→ **Brief**
Beginning with the line where "fn text_of(data: Value)" appears, retype every remaining line of the data below, both the first and last included.

→ **Given data**
..............................

//! Human review of protected tool calls
//!
//! The reviewed agent graph looks like this:
//!
//! ```text
//! START → assistant ──(no tool calls)──────────────→ END
//!             │  ↑ ──(unprotected calls or yolo)──→ tools ─┐
//!             │  └──────────────────────────────────────────┘
//!             └─(protected call)→ human_tool_review ──continue/update──→ tools
//!                                        └────────feedback/reject──────→ assistant
//! ```
//!
//! [`route_assistant`] decides where the assistant's turn goes.
//! [`HumanReviewNode`] suspends with a [`ReviewRequest`] and acts on the
//! [`ReviewResponse`] the caller resumes with.

use serde::{Deserialize, Serialize};
use serde_json::Value;
use tracing::{info, warn};
use waypoint_core::{interrupt, Command, END};

use crate::error::{PrebuiltError, Result};
use crate::messages::{messages_from_state, messages_update, Message, ToolCall};
use crate::validation::ResumeValidator;

pub const ASSISTANT_NODE: &str = "assistant";
pub const REVIEW_NODE: &str = "human_tool_review";
pub const TOOLS_NODE: &str = "tools";

/// Prompt shown with every review request
pub const REVIEW_PROMPT: &str = "Your input is required for the following tool:";

/// Which tool calls need a human decision
///
/// State fields `protected_tools` and `yolo_mode`, when present, take
/// precedence over the policy so a caller can change them per thread.
#[derive(Debug, Clone, Default, Serialize, Deserialize, PartialEq, Eq)]
pub struct ReviewPolicy {
    #[serde(default)]
    pub protected_tools: Vec<String>,

    /// Skip review entirely
    #[serde(default)]
    pub yolo_mode: bool,
}

impl ReviewPolicy {
    pub fn new() -> Self {
        Self::default()
    }

    pub fn protect(mut self, tool: impl Into<String>) -> Self {
        self.protected_tools.push(tool.into());
        self
    }

    pub fn with_yolo_mode(mut self, yolo_mode: bool) -> Self {
        self.yolo_mode = yolo_mode;
        self
    }

    /// The policy in effect for `state`
    pub fn effective(&self, state: &Value) -> ReviewPolicy {
        let protected_tools = match state.get("protected_tools").and_then(Value::as_array) {
            Some(names) => names
                .iter()
                .filter_map(Value::as_str)
                .map(String::from)
                .collect(),
            None => self.protected_tools.clone(),
        };
        let yolo_mode = state
            .get("yolo_mode")
            .and_then(Value::as_bool)
            .unwrap_or(self.yolo_mode);
        ReviewPolicy {
            protected_tools,
            yolo_mode,
        }
    }

    pub fn requires_review(&self, calls: &[ToolCall]) -> bool {
        !self.yolo_mode
            && calls
                .iter()
                .any(|call| self.protected_tools.iter().any(|p| p == &call.name))
    }
}

/// Route after the assistant: review, tools or [`END`]
pub fn route_assistant(state: &Value, policy: &ReviewPolicy) -> &'static str {
    let last = match messages_from_state(state) {
        Ok(mut messages) => messages.pop(),
        Err(e) => {
            warn!(error = %e, "Unreadable messages, ending run");
            None
        }
    };
    match last {
        Some(message) if message.is_ai() && message.has_tool_calls() => {
            if policy.effective(state).requires_review(&message.tool_calls) {
                REVIEW_NODE
            } else {
                TOOLS_NODE
            }
        }
        _ => END,
    }
}

/// Payload of the review suspension
#[derive(Debug, Clone, Serialize, Deserialize, PartialEq)]
pub struct ReviewRequest {
    pub message: String,
    pub tool_call: ToolCall,
}

#[derive(Debug, Clone, Copy, PartialEq, Eq)]
pub enum ReviewAction {
    /// Run the tool call as proposed
    Continue,
    /// Run it with replaced arguments
    Update,
    /// Answer the call with a message instead of running it
    Feedback,
    /// Refuse the call and tell the model why.
    ///
    /// Recognized on its own rather than falling through to continue like an
    /// unknown action, so a rejected call never runs.
    Reject,
}

impl ReviewAction {
    /// Unknown or missing actions mean continue
    pub fn parse(action: Option<&str>) -> Self {
        match action {
            Some("update") => ReviewAction::Update,
            Some("feedback") => ReviewAction::Feedback,
            Some("reject") => ReviewAction::Reject,
            Some("continue") | None => ReviewAction::Continue,
            Some(other) => {
                warn!(action = other, "Unknown review action, continuing");
                ReviewAction::Continue
            }
        }
    }
}

/// Decision supplied as the resume value
#[derive(Debug, Clone, PartialEq)]
pub struct ReviewResponse {
    pub action: ReviewAction,
    pub data: Option<Value>,
}

impl ReviewResponse {
    pub fn from_value(value: &Value) -> Self {
        let data = match value.get("data") {
            None | Some(Value::Null) => None,
            Some(data) => Some(data.clone()),
        };
        Self {
            action: ReviewAction::parse(value.get("action").and_then(Value::as_str)),
            data,
        }
    }
}

/// Suspends on the last tool call and applies the reviewer's decision
#[derive(Debug, Clone, Default)]
pub struct HumanReviewNode {
    validator: Option<ResumeValidator>,
}

impl HumanReviewNode {
    pub fn new() -> Self {
        Self::default()
    }

    /// Check resume values before acting on them
    pub fn with_validator(mut self, validator: ResumeValidator) -> Self {
        self.validator = Some(validator);
        self
    }

    pub async fn review(&self, state: Value) -> Result<Command> {
        let mut messages = messages_from_state(&state)?;
        let (last, call) = match messages.pop() {
            Some(message) if message.is_ai() => match message.tool_calls.last().cloned() {
                Some(call) => (message, call),
                None => return Err(no_pending_calls()),
            },
            _ => return Err(no_pending_calls()),
        };

        let request = ReviewRequest {
            message: REVIEW_PROMPT.to_string(),
            tool_call: call.clone(),
        };
        let answer = interrupt(serde_json::to_value(&request)?)?;
        let answer = match &self.validator {
            Some(validator) => validator.validate(answer)?,
            None => answer,
        };
        let response = ReviewResponse::from_value(&answer);
        info!(tool = %call.name, call_id = %call.id, action = ?response.action, "Tool call reviewed");

        match response.action {
            ReviewAction::Continue => Ok(Command::goto(TOOLS_NODE)),
            ReviewAction::Update => {
                let data = require_data(response.data, "update")?;
                let args = parse_args(data)?;
                let revised = with_last_call_args(last, args);
                Ok(Command::goto(TOOLS_NODE).with_update(messages_update(vec![revised])?))
            }
            ReviewAction::Feedback => {
                let data = require_data(response.data, "feedback")?;
                let reply = Message::tool(text_of(data), call.id.clone()).with_name(call.name);
                Ok(Command::goto(ASSISTANT_NODE).with_update(messages_update(vec![reply])?))
            }
            ReviewAction::Reject => {
                let mut content = format!("The user rejected the `{}` tool call.", call.name);
                if let Some(reason) = response.data {
                    content.push_str(" Reason: ");
                    content.push_str(&text_of(reason));
                }
                let reply = Message::tool(content, call.id.clone()).with_name(call.name);
                Ok(Command::goto(ASSISTANT_NODE).with_update(messages_update(vec![reply])?))
            }
        }
    }
}

fn no_pending_calls() -> PrebuiltError {
    PrebuiltError::InvalidReview("review requested without pending tool calls".to_string())
}

fn require_data(data: Option<Value>, action: &str) -> Result<Value> {
    data.ok_or_else(|| PrebuiltError::InvalidReview(format!("{action} action requires data")))
}

/// Arguments arrive as JSON text from most UIs; objects are taken as-is
fn parse_args(data: Value) -> Result<Value> {
    match data {
        Value::String(text) => serde_json::from_str(&text)
            .map_err(|e| PrebuiltError::InvalidReview(format!("update data is not JSON: {e}"))),
        other => Ok(other),
    }
}

fn text_of(data: Value) -> String {
    match data {
        Value::String(text) => text,
        other => other.to_string(),
    }
}

/// Same message (and id) with the last call's arguments replaced
fn with_last_call_args(mut message: Message, args: Value) -> Message {
    if let Some(call) = message.tool_calls.last_mut() {
        call.args = args;
    }
    message
}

..............................

→ **Solution to this problem**
fn text_of(data: Value) -> String {
    match data {
        Value::String(text) => text,
        other => other.to_string(),
    }
}

/// Same message (and id) with the last call's arguments replaced
fn with_last_call_args(mut message: Message, args: Value) -> Message {
    if let Some(call) = message.tool_calls.last_mut() {
        call.args = args;
    }
    message
}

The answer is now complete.